● **Your assignment**
Only the number is requested. Tally the lines of the data that hold the string "tracing".
*** Records supplied ***
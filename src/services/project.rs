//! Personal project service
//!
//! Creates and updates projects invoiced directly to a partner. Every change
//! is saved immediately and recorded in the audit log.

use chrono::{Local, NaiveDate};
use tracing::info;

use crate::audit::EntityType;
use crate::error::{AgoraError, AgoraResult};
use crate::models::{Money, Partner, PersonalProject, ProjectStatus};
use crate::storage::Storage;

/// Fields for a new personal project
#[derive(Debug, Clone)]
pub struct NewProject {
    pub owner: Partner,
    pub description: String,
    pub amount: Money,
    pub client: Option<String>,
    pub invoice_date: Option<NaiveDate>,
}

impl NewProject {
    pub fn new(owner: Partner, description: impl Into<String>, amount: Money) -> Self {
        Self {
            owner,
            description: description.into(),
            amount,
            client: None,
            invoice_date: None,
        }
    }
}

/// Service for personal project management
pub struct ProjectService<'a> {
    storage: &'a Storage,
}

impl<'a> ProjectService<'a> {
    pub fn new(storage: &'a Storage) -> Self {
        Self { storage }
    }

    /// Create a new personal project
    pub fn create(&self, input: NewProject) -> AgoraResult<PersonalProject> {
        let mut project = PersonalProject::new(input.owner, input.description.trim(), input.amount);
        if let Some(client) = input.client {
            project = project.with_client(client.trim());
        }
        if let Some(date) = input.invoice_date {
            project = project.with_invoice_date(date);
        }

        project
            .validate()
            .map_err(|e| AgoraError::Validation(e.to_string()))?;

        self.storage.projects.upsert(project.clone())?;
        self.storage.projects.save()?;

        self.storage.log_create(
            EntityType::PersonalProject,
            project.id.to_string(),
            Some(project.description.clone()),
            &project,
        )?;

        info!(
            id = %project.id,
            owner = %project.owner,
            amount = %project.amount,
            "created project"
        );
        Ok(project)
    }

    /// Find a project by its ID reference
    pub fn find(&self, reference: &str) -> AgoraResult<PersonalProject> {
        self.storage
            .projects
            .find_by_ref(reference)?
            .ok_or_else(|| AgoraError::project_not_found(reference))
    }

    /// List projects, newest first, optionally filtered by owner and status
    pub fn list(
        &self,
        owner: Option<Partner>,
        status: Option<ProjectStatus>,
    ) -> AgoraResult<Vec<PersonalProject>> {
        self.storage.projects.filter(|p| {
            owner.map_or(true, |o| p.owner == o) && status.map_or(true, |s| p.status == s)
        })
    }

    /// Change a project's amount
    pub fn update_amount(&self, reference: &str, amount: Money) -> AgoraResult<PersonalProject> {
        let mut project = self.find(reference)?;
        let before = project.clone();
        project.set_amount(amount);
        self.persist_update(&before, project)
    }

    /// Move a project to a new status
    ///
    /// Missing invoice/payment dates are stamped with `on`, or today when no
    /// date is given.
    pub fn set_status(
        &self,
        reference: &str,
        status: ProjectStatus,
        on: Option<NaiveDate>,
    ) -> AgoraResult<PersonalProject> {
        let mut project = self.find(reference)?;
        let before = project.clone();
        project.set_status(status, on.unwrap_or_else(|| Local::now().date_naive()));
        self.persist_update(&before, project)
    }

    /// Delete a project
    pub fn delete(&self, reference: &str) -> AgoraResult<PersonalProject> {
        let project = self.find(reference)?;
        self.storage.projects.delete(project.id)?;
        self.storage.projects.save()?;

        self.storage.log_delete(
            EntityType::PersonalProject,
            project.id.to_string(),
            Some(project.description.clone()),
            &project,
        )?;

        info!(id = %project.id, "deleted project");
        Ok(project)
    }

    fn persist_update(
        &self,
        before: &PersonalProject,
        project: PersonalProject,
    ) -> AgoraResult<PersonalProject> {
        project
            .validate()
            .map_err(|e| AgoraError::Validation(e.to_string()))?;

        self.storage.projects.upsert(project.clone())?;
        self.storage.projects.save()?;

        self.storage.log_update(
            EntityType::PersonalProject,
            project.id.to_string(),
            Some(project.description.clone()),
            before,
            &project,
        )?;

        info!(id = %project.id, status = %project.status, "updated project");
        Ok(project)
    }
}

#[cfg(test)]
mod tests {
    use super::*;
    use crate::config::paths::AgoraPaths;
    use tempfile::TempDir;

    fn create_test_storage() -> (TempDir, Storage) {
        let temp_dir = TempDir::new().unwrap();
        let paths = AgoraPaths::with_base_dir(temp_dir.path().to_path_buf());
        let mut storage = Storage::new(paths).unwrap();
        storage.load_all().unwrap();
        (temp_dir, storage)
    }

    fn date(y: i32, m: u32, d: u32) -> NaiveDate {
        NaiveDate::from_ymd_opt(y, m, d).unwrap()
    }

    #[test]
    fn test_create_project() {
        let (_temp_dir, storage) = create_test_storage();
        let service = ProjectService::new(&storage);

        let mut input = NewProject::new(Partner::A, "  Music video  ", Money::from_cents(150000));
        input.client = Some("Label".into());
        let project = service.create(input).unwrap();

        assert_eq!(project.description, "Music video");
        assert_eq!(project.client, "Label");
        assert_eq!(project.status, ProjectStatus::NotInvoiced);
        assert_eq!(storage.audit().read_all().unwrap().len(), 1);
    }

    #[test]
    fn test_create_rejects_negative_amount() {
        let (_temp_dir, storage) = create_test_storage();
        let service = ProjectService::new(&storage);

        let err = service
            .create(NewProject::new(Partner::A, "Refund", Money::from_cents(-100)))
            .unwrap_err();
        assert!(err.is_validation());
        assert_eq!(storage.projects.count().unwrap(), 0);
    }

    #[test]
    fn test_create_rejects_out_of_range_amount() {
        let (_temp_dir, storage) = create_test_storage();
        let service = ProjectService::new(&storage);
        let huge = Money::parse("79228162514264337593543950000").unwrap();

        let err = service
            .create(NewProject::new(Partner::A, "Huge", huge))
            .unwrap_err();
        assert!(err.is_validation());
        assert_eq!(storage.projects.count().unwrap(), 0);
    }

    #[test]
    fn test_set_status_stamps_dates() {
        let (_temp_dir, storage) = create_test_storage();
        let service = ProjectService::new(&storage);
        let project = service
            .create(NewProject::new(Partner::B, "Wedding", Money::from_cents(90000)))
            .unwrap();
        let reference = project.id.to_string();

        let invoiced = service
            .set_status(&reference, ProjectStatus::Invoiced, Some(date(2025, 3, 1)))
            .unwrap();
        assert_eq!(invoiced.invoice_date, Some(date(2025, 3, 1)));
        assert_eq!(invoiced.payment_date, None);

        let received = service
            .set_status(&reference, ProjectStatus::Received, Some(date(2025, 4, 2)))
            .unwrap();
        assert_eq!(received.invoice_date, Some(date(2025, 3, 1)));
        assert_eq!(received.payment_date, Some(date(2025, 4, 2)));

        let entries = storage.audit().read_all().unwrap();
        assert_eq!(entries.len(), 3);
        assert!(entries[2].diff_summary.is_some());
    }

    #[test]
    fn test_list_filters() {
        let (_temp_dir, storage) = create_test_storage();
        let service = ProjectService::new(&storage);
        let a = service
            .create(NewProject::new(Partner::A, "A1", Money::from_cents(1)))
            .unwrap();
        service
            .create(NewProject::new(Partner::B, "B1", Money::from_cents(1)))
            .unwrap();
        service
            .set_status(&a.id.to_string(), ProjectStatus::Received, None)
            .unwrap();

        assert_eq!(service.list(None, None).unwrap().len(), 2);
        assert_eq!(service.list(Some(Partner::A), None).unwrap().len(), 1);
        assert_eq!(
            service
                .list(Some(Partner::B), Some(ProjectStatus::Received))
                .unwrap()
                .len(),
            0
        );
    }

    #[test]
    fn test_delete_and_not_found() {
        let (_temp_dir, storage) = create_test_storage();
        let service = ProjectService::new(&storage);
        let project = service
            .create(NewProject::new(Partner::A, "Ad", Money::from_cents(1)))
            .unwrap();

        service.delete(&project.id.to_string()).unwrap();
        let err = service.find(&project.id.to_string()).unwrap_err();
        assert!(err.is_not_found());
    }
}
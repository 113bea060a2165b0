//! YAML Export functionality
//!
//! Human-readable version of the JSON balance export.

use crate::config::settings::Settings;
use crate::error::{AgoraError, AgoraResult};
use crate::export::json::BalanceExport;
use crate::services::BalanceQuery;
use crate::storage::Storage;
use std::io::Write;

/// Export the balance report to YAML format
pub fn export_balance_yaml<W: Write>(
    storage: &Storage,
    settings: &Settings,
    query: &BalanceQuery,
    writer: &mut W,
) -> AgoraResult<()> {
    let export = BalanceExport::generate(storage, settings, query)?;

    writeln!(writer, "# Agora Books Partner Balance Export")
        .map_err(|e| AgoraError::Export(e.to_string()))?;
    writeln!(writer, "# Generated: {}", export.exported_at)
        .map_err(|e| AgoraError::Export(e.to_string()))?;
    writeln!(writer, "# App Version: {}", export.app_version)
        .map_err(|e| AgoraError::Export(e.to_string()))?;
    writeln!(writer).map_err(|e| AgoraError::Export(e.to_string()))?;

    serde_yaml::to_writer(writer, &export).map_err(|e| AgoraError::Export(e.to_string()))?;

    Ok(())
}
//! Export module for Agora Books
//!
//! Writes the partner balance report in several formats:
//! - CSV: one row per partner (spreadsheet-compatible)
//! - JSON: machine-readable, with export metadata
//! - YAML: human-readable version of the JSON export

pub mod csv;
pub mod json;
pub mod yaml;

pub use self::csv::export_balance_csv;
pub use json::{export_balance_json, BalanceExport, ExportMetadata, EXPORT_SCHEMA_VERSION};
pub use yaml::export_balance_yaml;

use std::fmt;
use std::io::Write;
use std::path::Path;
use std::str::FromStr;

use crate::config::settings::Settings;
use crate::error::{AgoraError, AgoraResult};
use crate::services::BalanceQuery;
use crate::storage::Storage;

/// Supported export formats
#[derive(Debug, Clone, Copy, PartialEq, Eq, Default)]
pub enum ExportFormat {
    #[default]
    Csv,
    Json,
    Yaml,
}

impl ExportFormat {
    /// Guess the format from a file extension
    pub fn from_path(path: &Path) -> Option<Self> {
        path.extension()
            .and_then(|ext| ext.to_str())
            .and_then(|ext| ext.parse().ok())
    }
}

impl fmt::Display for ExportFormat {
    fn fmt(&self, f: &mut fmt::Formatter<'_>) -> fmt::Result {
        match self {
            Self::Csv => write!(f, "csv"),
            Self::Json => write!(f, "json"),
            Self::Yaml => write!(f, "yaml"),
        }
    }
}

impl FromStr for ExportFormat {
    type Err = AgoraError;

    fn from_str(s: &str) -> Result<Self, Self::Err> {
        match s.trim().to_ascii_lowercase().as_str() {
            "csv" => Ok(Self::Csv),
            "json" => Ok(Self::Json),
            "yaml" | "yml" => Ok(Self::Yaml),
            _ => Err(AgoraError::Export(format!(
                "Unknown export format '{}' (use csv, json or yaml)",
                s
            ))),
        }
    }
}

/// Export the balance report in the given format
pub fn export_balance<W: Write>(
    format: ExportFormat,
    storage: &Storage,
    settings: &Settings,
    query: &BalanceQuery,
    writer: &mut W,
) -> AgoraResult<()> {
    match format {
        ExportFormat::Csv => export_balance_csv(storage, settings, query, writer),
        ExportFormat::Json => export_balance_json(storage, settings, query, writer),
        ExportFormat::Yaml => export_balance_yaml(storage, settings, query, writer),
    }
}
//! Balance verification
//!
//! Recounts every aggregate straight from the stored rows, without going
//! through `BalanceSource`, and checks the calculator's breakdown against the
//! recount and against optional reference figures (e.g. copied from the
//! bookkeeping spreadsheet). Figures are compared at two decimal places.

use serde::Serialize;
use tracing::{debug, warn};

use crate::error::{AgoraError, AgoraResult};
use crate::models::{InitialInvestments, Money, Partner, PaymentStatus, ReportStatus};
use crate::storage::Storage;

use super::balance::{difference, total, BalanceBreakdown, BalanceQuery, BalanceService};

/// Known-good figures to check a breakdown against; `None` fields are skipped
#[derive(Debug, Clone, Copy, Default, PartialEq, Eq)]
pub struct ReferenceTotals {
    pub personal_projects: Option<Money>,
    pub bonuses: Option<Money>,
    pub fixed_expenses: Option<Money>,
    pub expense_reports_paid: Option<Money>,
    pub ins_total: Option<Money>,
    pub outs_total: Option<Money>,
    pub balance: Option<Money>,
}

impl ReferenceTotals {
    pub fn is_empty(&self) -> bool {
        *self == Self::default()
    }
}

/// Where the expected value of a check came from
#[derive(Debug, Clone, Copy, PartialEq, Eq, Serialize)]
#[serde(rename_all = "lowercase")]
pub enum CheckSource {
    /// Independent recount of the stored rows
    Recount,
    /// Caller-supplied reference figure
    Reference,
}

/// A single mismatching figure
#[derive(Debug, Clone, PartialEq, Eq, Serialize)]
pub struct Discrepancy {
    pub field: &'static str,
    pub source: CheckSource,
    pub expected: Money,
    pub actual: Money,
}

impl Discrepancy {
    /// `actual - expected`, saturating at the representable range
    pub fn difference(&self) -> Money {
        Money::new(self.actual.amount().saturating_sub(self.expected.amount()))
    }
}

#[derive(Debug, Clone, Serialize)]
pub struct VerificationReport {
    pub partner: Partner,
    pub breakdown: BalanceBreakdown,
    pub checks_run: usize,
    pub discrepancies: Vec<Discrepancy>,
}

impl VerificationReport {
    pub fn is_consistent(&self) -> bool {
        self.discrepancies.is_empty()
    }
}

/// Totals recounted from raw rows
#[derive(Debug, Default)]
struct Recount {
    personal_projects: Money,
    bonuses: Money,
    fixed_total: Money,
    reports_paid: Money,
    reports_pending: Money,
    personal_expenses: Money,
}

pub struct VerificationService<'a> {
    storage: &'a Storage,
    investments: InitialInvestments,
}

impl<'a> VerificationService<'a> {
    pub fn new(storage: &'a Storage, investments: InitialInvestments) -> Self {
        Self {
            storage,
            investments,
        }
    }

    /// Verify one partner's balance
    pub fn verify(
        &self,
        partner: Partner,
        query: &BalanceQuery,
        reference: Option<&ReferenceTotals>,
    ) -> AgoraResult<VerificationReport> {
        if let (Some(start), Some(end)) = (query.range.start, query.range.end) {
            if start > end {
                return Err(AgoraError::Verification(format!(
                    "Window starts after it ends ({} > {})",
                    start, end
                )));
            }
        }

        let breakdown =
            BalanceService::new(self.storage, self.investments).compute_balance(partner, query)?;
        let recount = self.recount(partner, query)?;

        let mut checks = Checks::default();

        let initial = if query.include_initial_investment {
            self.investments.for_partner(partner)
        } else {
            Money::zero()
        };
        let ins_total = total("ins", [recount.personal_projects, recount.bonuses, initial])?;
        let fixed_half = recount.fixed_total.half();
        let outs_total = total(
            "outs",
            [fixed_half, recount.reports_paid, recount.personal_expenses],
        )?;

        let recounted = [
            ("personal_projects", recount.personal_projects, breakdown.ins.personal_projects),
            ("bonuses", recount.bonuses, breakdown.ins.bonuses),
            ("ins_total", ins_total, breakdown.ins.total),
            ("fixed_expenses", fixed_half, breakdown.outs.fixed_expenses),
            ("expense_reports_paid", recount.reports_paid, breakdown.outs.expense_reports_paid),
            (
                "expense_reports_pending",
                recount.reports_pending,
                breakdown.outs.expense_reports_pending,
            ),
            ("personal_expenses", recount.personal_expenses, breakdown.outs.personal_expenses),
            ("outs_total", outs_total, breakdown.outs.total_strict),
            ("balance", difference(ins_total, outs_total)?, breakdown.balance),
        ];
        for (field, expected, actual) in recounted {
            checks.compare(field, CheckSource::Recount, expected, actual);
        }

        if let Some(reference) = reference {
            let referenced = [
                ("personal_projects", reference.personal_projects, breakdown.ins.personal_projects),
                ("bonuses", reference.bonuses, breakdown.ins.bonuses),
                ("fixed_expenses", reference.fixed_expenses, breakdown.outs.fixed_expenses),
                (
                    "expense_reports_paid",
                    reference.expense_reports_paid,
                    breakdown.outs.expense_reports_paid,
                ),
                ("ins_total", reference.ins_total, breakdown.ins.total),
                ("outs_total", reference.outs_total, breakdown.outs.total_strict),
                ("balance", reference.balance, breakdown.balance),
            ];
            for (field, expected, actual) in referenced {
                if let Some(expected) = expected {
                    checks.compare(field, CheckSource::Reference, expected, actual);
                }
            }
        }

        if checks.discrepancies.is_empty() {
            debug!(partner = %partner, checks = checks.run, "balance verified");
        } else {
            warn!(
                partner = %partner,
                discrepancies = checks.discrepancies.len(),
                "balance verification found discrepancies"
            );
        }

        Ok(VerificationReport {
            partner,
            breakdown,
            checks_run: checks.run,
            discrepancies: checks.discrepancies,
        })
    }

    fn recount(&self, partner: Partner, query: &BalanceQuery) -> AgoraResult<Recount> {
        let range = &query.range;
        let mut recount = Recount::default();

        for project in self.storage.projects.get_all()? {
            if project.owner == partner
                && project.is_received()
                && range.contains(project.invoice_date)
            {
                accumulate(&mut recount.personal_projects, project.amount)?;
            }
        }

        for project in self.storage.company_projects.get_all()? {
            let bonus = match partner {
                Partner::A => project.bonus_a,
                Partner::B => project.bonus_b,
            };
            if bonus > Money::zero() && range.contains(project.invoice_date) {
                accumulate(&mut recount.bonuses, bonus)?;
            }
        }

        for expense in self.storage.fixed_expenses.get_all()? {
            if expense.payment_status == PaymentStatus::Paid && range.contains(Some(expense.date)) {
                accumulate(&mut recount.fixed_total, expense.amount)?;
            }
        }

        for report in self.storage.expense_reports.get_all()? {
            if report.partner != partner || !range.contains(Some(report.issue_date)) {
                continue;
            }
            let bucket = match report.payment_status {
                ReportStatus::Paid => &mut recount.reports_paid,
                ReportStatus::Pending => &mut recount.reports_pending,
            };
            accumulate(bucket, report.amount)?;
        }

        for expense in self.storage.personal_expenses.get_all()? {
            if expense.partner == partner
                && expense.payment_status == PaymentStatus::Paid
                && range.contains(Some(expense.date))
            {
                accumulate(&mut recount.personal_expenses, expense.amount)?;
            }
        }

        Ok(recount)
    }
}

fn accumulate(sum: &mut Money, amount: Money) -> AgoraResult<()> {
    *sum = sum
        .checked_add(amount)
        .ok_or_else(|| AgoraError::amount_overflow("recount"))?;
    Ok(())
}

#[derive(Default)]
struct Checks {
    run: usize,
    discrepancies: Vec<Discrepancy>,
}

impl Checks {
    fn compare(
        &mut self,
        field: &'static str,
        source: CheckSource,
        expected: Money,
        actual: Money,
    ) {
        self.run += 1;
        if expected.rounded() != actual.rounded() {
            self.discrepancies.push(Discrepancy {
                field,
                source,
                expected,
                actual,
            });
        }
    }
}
*** End of Records supplied ***
● **Response to this exercise**
2